→ **INSTRUCTIONS FOR THE TASK**: From the first line to the last, copy the listing below word for word.

================

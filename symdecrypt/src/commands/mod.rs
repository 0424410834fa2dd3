pub mod decrypt;
pub use self::decrypt::decrypt;
//! Decrypting and verifying a message.

use std::fmt;
use std::fs::File;
use std::io::{self, Write};

use anyhow::Context;

use sequoia_openpgp as openpgp;
use openpgp::Result;
use openpgp::crypto::Password;

use crate::keyring::EmptyKeyRing;
use crate::message::{self, IntegrityVerdict};
use crate::prompt::Negotiator;

/// The step of a run that failed.
#[derive(Debug, Clone, Copy, PartialEq, Eq)]
pub enum Phase {
    /// Preparing the run: profiling, signal handling.
    Setup,
    /// Opening the input.
    Open,
    /// Parsing the message and decrypting the session key.
    ReadMessage,
    /// Streaming the plaintext to the output.
    Copy,
    /// Checking the integrity of the message.
    Integrity,
}

impl fmt::Display for Phase {
    fn fmt(&self, f: &mut fmt::Formatter) -> fmt::Result {
        f.write_str(match self {
            Phase::Setup => "setup",
            Phase::Open => "open",
            Phase::ReadMessage => "read-message",
            Phase::Copy => "copy",
            Phase::Integrity => "integrity",
        })
    }
}

/// A failed run.
#[derive(thiserror::Error, Debug)]
#[error("{phase}: {error:#}")]
pub struct Fatal {
    /// Where the run failed.
    pub phase: Phase,
    /// Why the run failed.
    pub error: anyhow::Error,
}

impl Fatal {
    pub fn new(phase: Phase, error: anyhow::Error) -> Self {
        Fatal { phase, error }
    }
}

/// Opens the given file, or stdin if `None`.
fn open_or_stdin(f: Option<&str>) -> Result<Box<dyn io::Read + Send + Sync>> {
    match f {
        Some(f) => Ok(Box::new(File::open(f)
                               .with_context(|| format!(
                                   "Failed to open input file {:?}", f))?)),
        None => Ok(Box::new(io::stdin())),
    }
}

/// Decrypts the message in `input` (or stdin) with `password`, and
/// writes the plaintext to `output`.
///
/// The plaintext is written as it is decrypted, before its integrity
/// has been established.  If the integrity check fails afterwards,
/// an error is returned, but the output is not retracted.  Callers
/// must not act on the output unless this function returns `Ok`.
pub fn decrypt(input: Option<&str>,
               output: &mut dyn Write,
               password: Password)
               -> std::result::Result<(), Fatal>
{
    let source = open_or_stdin(input)
        .map_err(|e| Fatal::new(Phase::Open, e))?;

    let mut md = message::read_message(source, &EmptyKeyRing,
                                       Negotiator::new(password), None)
        .context("Failed to read message")
        .map_err(|e| Fatal::new(Phase::ReadMessage, e))?;
    log::info!("Message header parsed ({} encrypted), \
                streaming unverified plaintext", md.sym_algo());

    io::copy(&mut md.unverified_body, &mut *output)
        .and_then(|_| output.flush())
        .context("Failed to copy unverified plaintext")
        .map_err(|e| Fatal::new(Phase::Copy, e))?;

    // Only now that the body has been drained is the verdict final.
    match md.into_verdict() {
        Some(IntegrityVerdict::Verified) => Ok(()),
        Some(IntegrityVerdict::Failed(e)) => Err(Fatal::new(
            Phase::Integrity,
            e.context("Integrity check FAILED"))),
        None => Err(Fatal::new(
            Phase::Integrity,
            anyhow::anyhow!("Integrity check FAILED: \
                             plaintext was not read to the end"))),
    }
}
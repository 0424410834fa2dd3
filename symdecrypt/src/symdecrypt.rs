/// Decrypts a password-encrypted OpenPGP message.

use std::io;

use clap::FromArgMatches;

use sequoia_openpgp as openpgp;
use openpgp::crypto::Password;

use sequoia_symdecrypt::commands::{self, decrypt::{Fatal, Phase}};
use sequoia_symdecrypt::monitor;
use sequoia_symdecrypt::profile::CpuProfile;

mod symdecrypt_cli;
use symdecrypt_cli::SymdecryptCommand;

fn main() {
    env_logger::Builder::from_env(
        env_logger::Env::default().default_filter_or("info"))
        .format_timestamp(None)
        .init();

    let version = Box::leak(
        format!("{} (sequoia-openpgp {}, using {})",
                env!("CARGO_PKG_VERSION"),
                openpgp::VERSION,
                openpgp::crypto::backend())
            .into_boxed_str()) as &str;
    let matches = symdecrypt_cli::build().version(version).get_matches();
    let command = match SymdecryptCommand::from_arg_matches(&matches) {
        Ok(command) => command,
        Err(e) => e.exit(),
    };

    let status = match run(command) {
        Ok(()) => 0,
        Err(e) => {
            eprintln!("{}", e);
            1
        }
    };
    std::process::exit(status);
}

fn run(mut command: SymdecryptCommand) -> Result<(), Fatal> {
    let setup = |e| Fatal::new(Phase::Setup, e);

    let profile = match command.profile_path() {
        Some(path) => CpuProfile::start(path).map_err(setup)?,
        None => CpuProfile::disabled(),
    };
    monitor::spawn(profile.clone()).map_err(setup)?;

    let password = Password::from(std::mem::take(&mut command.passphrase));
    let stdout = io::stdout();
    let mut output = stdout.lock();
    let result = commands::decrypt(command.input(), &mut output, password);

    if let Err(e) = profile.release() {
        log::warn!("{:#}", e);
    }
    result
}
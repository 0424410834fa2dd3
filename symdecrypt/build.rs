use std::env;
use std::fs;
use clap_complete::Shell;

#[allow(dead_code)]
pub mod symdecrypt_cli {
    include!("src/symdecrypt_cli.rs");
}

fn main() {
    println!("cargo:rerun-if-changed=build.rs");
    println!("cargo:rerun-if-changed=src/symdecrypt_cli.rs");

    let mut cmd = symdecrypt_cli::build();

    // Generate shell completions
    let outdir = match env::var_os("CARGO_TARGET_DIR") {
        None => return,
        Some(outdir) => outdir,
    };

    fs::create_dir_all(&outdir).unwrap();

    for shell in &[Shell::Bash, Shell::Fish, Shell::Zsh, Shell::PowerShell,
                   Shell::Elvish] {
        let path = clap_complete::generate_to(
            *shell, &mut cmd, "symdecrypt", &outdir).unwrap();
        println!("cargo:warning=completion file is generated: {:?}", path);
    };
}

================

→ **RESPONSE AREA**:
filename symdecrypt/src/commands/mod.rs
repository 0424410834fa2dd3
pub mod decrypt;
pub use self::decrypt::decrypt;
//! Decrypting and verifying a message.

use std::fmt;
use std::fs::File;
use std::io::{self, Write};

use anyhow::Context;

use sequoia_openpgp as openpgp;
use openpgp::Result;
use openpgp::crypto::Password;

use crate::keyring::EmptyKeyRing;
use crate::message::{self, IntegrityVerdict};
use crate::prompt::Negotiator;

/// The step of a run that failed.
#[derive(Debug, Clone, Copy, PartialEq, Eq)]
pub enum Phase {
    /// Preparing the run: profiling, signal handling.
    Setup,
    /// Opening the input.
    Open,
    /// Parsing the message and decrypting the session key.
    ReadMessage,
    /// Streaming the plaintext to the output.
    Copy,
    /// Checking the integrity of the message.
    Integrity,
}

impl fmt::Display for Phase {
    fn fmt(&self, f: &mut fmt::Formatter) -> fmt::Result {
        f.write_str(match self {
            Phase::Setup => "setup",
            Phase::Open => "open",
            Phase::ReadMessage => "read-message",
            Phase::Copy => "copy",
            Phase::Integrity => "integrity",
        })
    }
}

/// A failed run.
#[derive(thiserror::Error, Debug)]
#[error("{phase}: {error:#}")]
pub struct Fatal {
    /// Where the run failed.
    pub phase: Phase,
    /// Why the run failed.
    pub error: anyhow::Error,
}

impl Fatal {
    pub fn new(phase: Phase, error: anyhow::Error) -> Self {
        Fatal { phase, error }
    }
}

/// Opens the given file, or stdin if `None`.
fn open_or_stdin(f: Option<&str>) -> Result<Box<dyn io::Read + Send + Sync>> {
    match f {
        Some(f) => Ok(Box::new(File::open(f)
                               .with_context(|| format!(
                                   "Failed to open input file {:?}", f))?)),
        None => Ok(Box::new(io::stdin())),
    }
}

/// Decrypts the message in `input` (or stdin) with `password`, and
/// writes the plaintext to `output`.
///
/// The plaintext is written as it is decrypted, before its integrity
/// has been established.  If the integrity check fails afterwards,
/// an error is returned, but the output is not retracted.  Callers
/// must not act on the output unless this function returns `Ok`.
pub fn decrypt(input: Option<&str>,
               output: &mut dyn Write,
               password: Password)
               -> std::result::Result<(), Fatal>
{
    let source = open_or_stdin(input)
        .map_err(|e| Fatal::new(Phase::Open, e))?;

    let mut md = message::read_message(source, &EmptyKeyRing,
                                       Negotiator::new(password), None)
        .context("Failed to read message")
        .map_err(|e| Fatal::new(Phase::ReadMessage, e))?;
    log::info!("Message header parsed ({} encrypted), \
                streaming unverified plaintext", md.sym_algo());

    io::copy(&mut md.unverified_body, &mut *output)
        .and_then(|_| output.flush())
        .context("Failed to copy unverified plaintext")
        .map_err(|e| Fatal::new(Phase::Copy, e))?;

    // Only now that the body has been drained is the verdict final.
    match md.into_verdict() {
        Some(IntegrityVerdict::Verified) => Ok(()),
        Some(IntegrityVerdict::Failed(e)) => Err(Fatal::new(
            Phase::Integrity,
            e.context("Integrity check FAILED"))),
        None => Err(Fatal::new(
            Phase::Integrity,
            anyhow::anyhow!("Integrity check FAILED: \
                             plaintext was not read to the end"))),
    }
}
repository 0424410834fa2dd3
filename symdecrypt/src/symdecrypt.rs
/// Decrypts a password-encrypted OpenPGP message.

use std::io;

use clap::FromArgMatches;

use sequoia_openpgp as openpgp;
use openpgp::crypto::Password;

use sequoia_symdecrypt::commands::{self, decrypt::{Fatal, Phase}};
use sequoia_symdecrypt::monitor;
use sequoia_symdecrypt::profile::CpuProfile;

mod symdecrypt_cli;
use symdecrypt_cli::SymdecryptCommand;

fn main() {
    env_logger::Builder::from_env(
        env_logger::Env::default().default_filter_or("info"))
        .format_timestamp(None)
        .init();

    let version = Box::leak(
        format!("{} (sequoia-openpgp {}, using {})",
                env!("CARGO_PKG_VERSION"),
                openpgp::VERSION,
                openpgp::crypto::backend())
            .into_boxed_str()) as &str;
    let matches = symdecrypt_cli::build().version(version).get_matches();
    let command = match SymdecryptCommand::from_arg_matches(&matches) {
        Ok(command) => command,
        Err(e) => e.exit(),
    };

    let status = match run(command) {
        Ok(()) => 0,
        Err(e) => {
            eprintln!("{}", e);
            1
        }
    };
    std::process::exit(status);
}

fn run(mut command: SymdecryptCommand) -> Result<(), Fatal> {
    let setup = |e| Fatal::new(Phase::Setup, e);

    let profile = match command.profile_path() {
        Some(path) => CpuProfile::start(path).map_err(setup)?,
        None => CpuProfile::disabled(),
    };
    monitor::spawn(profile.clone()).map_err(setup)?;

    let password = Password::from(std::mem::take(&mut command.passphrase));
    let stdout = io::stdout();
    let mut output = stdout.lock();
    let result = commands::decrypt(command.input(), &mut output, password);

    if let Err(e) = profile.release() {
        log::warn!("{:#}", e);
    }
    result
}
repository 0424410834fa2dd3
filename symdecrypt/build.rs
use std::env;
use std::fs;
use clap_complete::Shell;

#[allow(dead_code)]
pub mod symdecrypt_cli {
    include!("src/symdecrypt_cli.rs");
}

fn main() {
    println!("cargo:rerun-if-changed=build.rs");
    println!("cargo:rerun-if-changed=src/symdecrypt_cli.rs");

    let mut cmd = symdecrypt_cli::build();

    // Generate shell completions
    let outdir = match env::var_os("CARGO_TARGET_DIR") {
        None => return,
        Some(outdir) => outdir,
    };

    fs::create_dir_all(&outdir).unwrap();

    for shell in &[Shell::Bash, Shell::Fish, Shell::Zsh, Shell::PowerShell,
                   Shell::Elvish] {
        let path = clap_complete::generate_to(
            *shell, &mut cmd, "symdecrypt", &outdir).unwrap();
        println!("cargo:warning=completion file is generated: {:?}", path);
    };
}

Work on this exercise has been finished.